Task data

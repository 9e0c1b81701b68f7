//! End-to-end cycles: loopback HTTP feed through to an in-memory store.

use catalog_core::{format_timestamp, product_key, FieldValue, ALL_IDS_KEY};
use catalog_sync::{CycleOutcome, ProductSynchronizer, SyncCycle};
use feed_source::{FetchOptions, HttpFeedSource};
use kv_store::{KvStore, MemoryStore};
use std::time::Duration;
use tokio::io::{AsyncReadExt, AsyncWriteExt};
use tokio::net::TcpListener;

const RSS_FEED: &str = r#"<?xml version="1.0" encoding="UTF-8"?>
<rss version="2.0" xmlns:g="http://base.google.com/ns/1.0">
  <channel>
    <title>Shop</title>
    <item>
      <g:id>SKU-1</g:id>
      <g:gtin>8590000000011</g:gtin>
      <title>Shampoo</title>
      <g:price currency="EUR">3.49</g:price>
      <g:shipping><g:country>SK</g:country></g:shipping>
    </item>
    <item>
      <title>No identifier</title>
      <g:free_shipping_threshold>40</g:free_shipping_threshold>
    </item>
  </channel>
</rss>"#;

/// Serve `response` to every connection until the test ends.
async fn serve(response: String) -> String {
    let listener = TcpListener::bind("127.0.0.1:0").await.unwrap();
    let addr = listener.local_addr().unwrap();

    tokio::spawn(async move {
        loop {
            let Ok((mut socket, _)) = listener.accept().await else {
                break;
            };
            let response = response.clone();
            tokio::spawn(async move {
                let mut head = Vec::new();
                let mut buf = [0u8; 1024];
                while !head.windows(4).any(|w| w == b"\r\n\r\n") {
                    match socket.read(&mut buf).await {
                        Ok(0) | Err(_) => return,
                        Ok(n) => head.extend_from_slice(&buf[..n]),
                    }
                }
                let _ = socket.write_all(response.as_bytes()).await;
                let _ = socket.shutdown().await;
            });
        }
    });

    format!("http://{addr}/export/products.xml")
}

fn http_response(status: &str, body: &str) -> String {
    format!(
        "HTTP/1.1 {status}\r\nContent-Type: application/xml\r\nContent-Length: {}\r\nConnection: close\r\n\r\n{body}",
        body.len()
    )
}

/// Accept connections but never answer.
async fn serve_nothing() -> String {
    let listener = TcpListener::bind("127.0.0.1:0").await.unwrap();
    let addr = listener.local_addr().unwrap();

    tokio::spawn(async move {
        let mut open = Vec::new();
        while let Ok((socket, _)) = listener.accept().await {
            open.push(socket);
        }
    });

    format!("http://{addr}/export/products.xml")
}

fn cycle_for(url: String) -> SyncCycle<HttpFeedSource, MemoryStore> {
    cycle_with_timeout(url, Duration::from_secs(5))
}

fn cycle_with_timeout(url: String, timeout: Duration) -> SyncCycle<HttpFeedSource, MemoryStore> {
    let options = FetchOptions {
        timeout,
        ..FetchOptions::default()
    };
    SyncCycle::new(
        HttpFeedSource::new(url, options).unwrap(),
        ProductSynchronizer::new(MemoryStore::new()),
    )
}

#[tokio::test]
async fn test_rss_feed_is_mirrored_into_store() {
    let url = serve(http_response("200 OK", RSS_FEED)).await;
    let cycle = cycle_for(url);

    let result = match cycle.run_cycle().await {
        CycleOutcome::Synced(result) => result,
        other => panic!("expected a synced cycle, got {other:?}"),
    };
    assert_eq!(result.count, 2);
    assert_eq!(result.batches, 1);

    let store = cycle.synchronizer().store();
    let mut ids = store.smembers(ALL_IDS_KEY).await.unwrap();
    ids.sort();
    assert_eq!(ids, vec!["SKU-1".to_string(), "product_1".to_string()]);

    let records = cycle.synchronizer().list_all().await.unwrap();
    assert_eq!(records.len(), 2);

    let first = records.iter().find(|r| r.id == "SKU-1").unwrap();
    assert_eq!(first.record.text("title"), Some("Shampoo"));
    assert_eq!(first.last_updated(), Some(result.timestamp.as_str()));
    assert!(!first.record.contains("g:id"));
    assert!(!first.record.contains("g:gtin"));
    assert!(!first.record.contains("g:shipping"));

    // Attributes sit next to the element text.
    match first.record.get("g:price") {
        Some(FieldValue::Map(price)) => {
            assert_eq!(price.get("currency"), Some(&FieldValue::from("EUR")));
            assert_eq!(price.get("_"), Some(&FieldValue::from("3.49")));
        }
        other => panic!("expected price with attributes, got {other:?}"),
    }

    let second = records.iter().find(|r| r.id == "product_1").unwrap();
    assert!(!second.record.contains("g:free_shipping_threshold"));
    assert_eq!(second.record.text("title"), Some("No identifier"));

    let metadata = cycle.synchronizer().get_metadata().await.unwrap();
    assert_eq!(metadata.count, Some(2));
    assert_eq!(metadata.last_update, Some(result.timestamp));
}

#[tokio::test]
async fn test_stored_timestamp_format() {
    let url = serve(http_response(
        "200 OK",
        "<root><product><code>A1</code></product></root>",
    ))
    .await;
    let cycle = cycle_for(url);
    assert!(cycle.run_cycle().await.is_success());

    let body = cycle
        .synchronizer()
        .store()
        .get(&product_key("A1"))
        .await
        .unwrap()
        .unwrap();
    let stored: serde_json::Value = serde_json::from_str(&body).unwrap();
    let stamp = stored["last_updated"].as_str().unwrap();

    let parsed = chrono::DateTime::parse_from_rfc3339(stamp).unwrap();
    assert_eq!(format_timestamp(parsed.into()), stamp);
    assert!(stamp.ends_with('Z'));
    assert_eq!(stored["code"], "A1");
}

#[tokio::test]
async fn test_http_error_status_is_fetch_failure() {
    let url = serve(http_response("503 Service Unavailable", "busy")).await;
    let cycle = cycle_for(url);

    match cycle.run_cycle().await {
        CycleOutcome::FetchFailed(message) => assert!(message.contains("503")),
        other => panic!("expected a fetch failure, got {other:?}"),
    }
    assert!(cycle.synchronizer().store().is_empty());
}

#[tokio::test]
async fn test_stalled_feed_times_out_without_touching_store() {
    let url = serve_nothing().await;
    let cycle = cycle_with_timeout(url, Duration::from_millis(200));

    let started = std::time::Instant::now();
    match cycle.run_cycle().await {
        CycleOutcome::FetchFailed(message) => assert!(message.contains("Timed out")),
        other => panic!("expected a fetch timeout, got {other:?}"),
    }
    assert!(started.elapsed() < Duration::from_secs(5));
    assert!(cycle.synchronizer().store().is_empty());
    assert_eq!(cycle.state(), catalog_sync::CycleState::Idle);
}

#[tokio::test]
async fn test_unrecognized_feed_is_no_records() {
    let url = serve(http_response(
        "200 OK",
        "<catalog><entry><id>1</id></entry></catalog>",
    ))
    .await;
    let cycle = cycle_for(url);

    assert_eq!(cycle.run_cycle().await, CycleOutcome::NoRecords);
    assert!(cycle.synchronizer().store().is_empty());
}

Work order
Retype the listing above exactly as it appears.

Answer below
repository 9e0c1b81701b68f7
//! End-to-end cycles: loopback HTTP feed through to an in-memory store.

use catalog_core::{format_timestamp, product_key, FieldValue, ALL_IDS_KEY};
use catalog_sync::{CycleOutcome, ProductSynchronizer, SyncCycle};
use feed_source::{FetchOptions, HttpFeedSource};
use kv_store::{KvStore, MemoryStore};
use std::time::Duration;
use tokio::io::{AsyncReadExt, AsyncWriteExt};
use tokio::net::TcpListener;

const RSS_FEED: &str = r#"<?xml version="1.0" encoding="UTF-8"?>
<rss version="2.0" xmlns:g="http://base.google.com/ns/1.0">
  <channel>
    <title>Shop</title>
    <item>
      <g:id>SKU-1</g:id>
      <g:gtin>8590000000011</g:gtin>
      <title>Shampoo</title>
      <g:price currency="EUR">3.49</g:price>
      <g:shipping><g:country>SK</g:country></g:shipping>
    </item>
    <item>
      <title>No identifier</title>
      <g:free_shipping_threshold>40</g:free_shipping_threshold>
    </item>
  </channel>
</rss>"#;

/// Serve `response` to every connection until the test ends.
async fn serve(response: String) -> String {
    let listener = TcpListener::bind("127.0.0.1:0").await.unwrap();
    let addr = listener.local_addr().unwrap();

    tokio::spawn(async move {
        loop {
            let Ok((mut socket, _)) = listener.accept().await else {
                break;
            };
            let response = response.clone();
            tokio::spawn(async move {
                let mut head = Vec::new();
                let mut buf = [0u8; 1024];
                while !head.windows(4).any(|w| w == b"\r\n\r\n") {
                    match socket.read(&mut buf).await {
                        Ok(0) | Err(_) => return,
                        Ok(n) => head.extend_from_slice(&buf[..n]),
                    }
                }
                let _ = socket.write_all(response.as_bytes()).await;
                let _ = socket.shutdown().await;
            });
        }
    });

    format!("http://{addr}/export/products.xml")
}

fn http_response(status: &str, body: &str) -> String {
    format!(
        "HTTP/1.1 {status}\r\nContent-Type: application/xml\r\nContent-Length: {}\r\nConnection: close\r\n\r\n{body}",
        body.len()
    )
}

/// Accept connections but never answer.
async fn serve_nothing() -> String {
    let listener = TcpListener::bind("127.0.0.1:0").await.unwrap();
    let addr = listener.local_addr().unwrap();

    tokio::spawn(async move {
        let mut open = Vec::new();
        while let Ok((socket, _)) = listener.accept().await {
            open.push(socket);
        }
    });

    format!("http://{addr}/export/products.xml")
}

fn cycle_for(url: String) -> SyncCycle<HttpFeedSource, MemoryStore> {
    cycle_with_timeout(url, Duration::from_secs(5))
}

fn cycle_with_timeout(url: String, timeout: Duration) -> SyncCycle<HttpFeedSource, MemoryStore> {
    let options = FetchOptions {
        timeout,
        ..FetchOptions::default()
    };
    SyncCycle::new(
        HttpFeedSource::new(url, options).unwrap(),
        ProductSynchronizer::new(MemoryStore::new()),
    )
}

#[tokio::test]
async fn test_rss_feed_is_mirrored_into_store() {
    let url = serve(http_response("200 OK", RSS_FEED)).await;
    let cycle = cycle_for(url);

    let result = match cycle.run_cycle().await {
        CycleOutcome::Synced(result) => result,
        other => panic!("expected a synced cycle, got {other:?}"),
    };
    assert_eq!(result.count, 2);
    assert_eq!(result.batches, 1);

    let store = cycle.synchronizer().store();
    let mut ids = store.smembers(ALL_IDS_KEY).await.unwrap();
    ids.sort();
    assert_eq!(ids, vec!["SKU-1".to_string(), "product_1".to_string()]);

    let records = cycle.synchronizer().list_all().await.unwrap();
    assert_eq!(records.len(), 2);

    let first = records.iter().find(|r| r.id == "SKU-1").unwrap();
    assert_eq!(first.record.text("title"), Some("Shampoo"));
    assert_eq!(first.last_updated(), Some(result.timestamp.as_str()));
    assert!(!first.record.contains("g:id"));
    assert!(!first.record.contains("g:gtin"));
    assert!(!first.record.contains("g:shipping"));

    // Attributes sit next to the element text.
    match first.record.get("g:price") {
        Some(FieldValue::Map(price)) => {
            assert_eq!(price.get("currency"), Some(&FieldValue::from("EUR")));
            assert_eq!(price.get("_"), Some(&FieldValue::from("3.49")));
        }
        other => panic!("expected price with attributes, got {other:?}"),
    }

    let second = records.iter().find(|r| r.id == "product_1").unwrap();
    assert!(!second.record.contains("g:free_shipping_threshold"));
    assert_eq!(second.record.text("title"), Some("No identifier"));

    let metadata = cycle.synchronizer().get_metadata().await.unwrap();
    assert_eq!(metadata.count, Some(2));
    assert_eq!(metadata.last_update, Some(result.timestamp));
}

#[tokio::test]
async fn test_stored_timestamp_format() {
    let url = serve(http_response(
        "200 OK",
        "<root><product><code>A1</code></product></root>",
    ))
    .await;
    let cycle = cycle_for(url);
    assert!(cycle.run_cycle().await.is_success());

    let body = cycle
        .synchronizer()
        .store()
        .get(&product_key("A1"))
        .await
        .unwrap()
        .unwrap();
    let stored: serde_json::Value = serde_json::from_str(&body).unwrap();
    let stamp = stored["last_updated"].as_str().unwrap();

    let parsed = chrono::DateTime::parse_from_rfc3339(stamp).unwrap();
    assert_eq!(format_timestamp(parsed.into()), stamp);
    assert!(stamp.ends_with('Z'));
    assert_eq!(stored["code"], "A1");
}

#[tokio::test]
async fn test_http_error_status_is_fetch_failure() {
    let url = serve(http_response("503 Service Unavailable", "busy")).await;
    let cycle = cycle_for(url);

    match cycle.run_cycle().await {
        CycleOutcome::FetchFailed(message) => assert!(message.contains("503")),
        other => panic!("expected a fetch failure, got {other:?}"),
    }
    assert!(cycle.synchronizer().store().is_empty());
}

#[tokio::test]
async fn test_stalled_feed_times_out_without_touching_store() {
    let url = serve_nothing().await;
    let cycle = cycle_with_timeout(url, Duration::from_millis(200));

    let started = std::time::Instant::now();
    match cycle.run_cycle().await {
        CycleOutcome::FetchFailed(message) => assert!(message.contains("Timed out")),
        other => panic!("expected a fetch timeout, got {other:?}"),
    }
    assert!(started.elapsed() < Duration::from_secs(5));
    assert!(cycle.synchronizer().store().is_empty());
    assert_eq!(cycle.state(), catalog_sync::CycleState::Idle);
}

#[tokio::test]
async fn test_unrecognized_feed_is_no_records() {
    let url = serve(http_response(
        "200 OK",
        "<catalog><entry><id>1</id></entry></catalog>",
    ))
    .await;
    let cycle = cycle_for(url);

    assert_eq!(cycle.run_cycle().await, CycleOutcome::NoRecords);
    assert!(cycle.synchronizer().store().is_empty());
}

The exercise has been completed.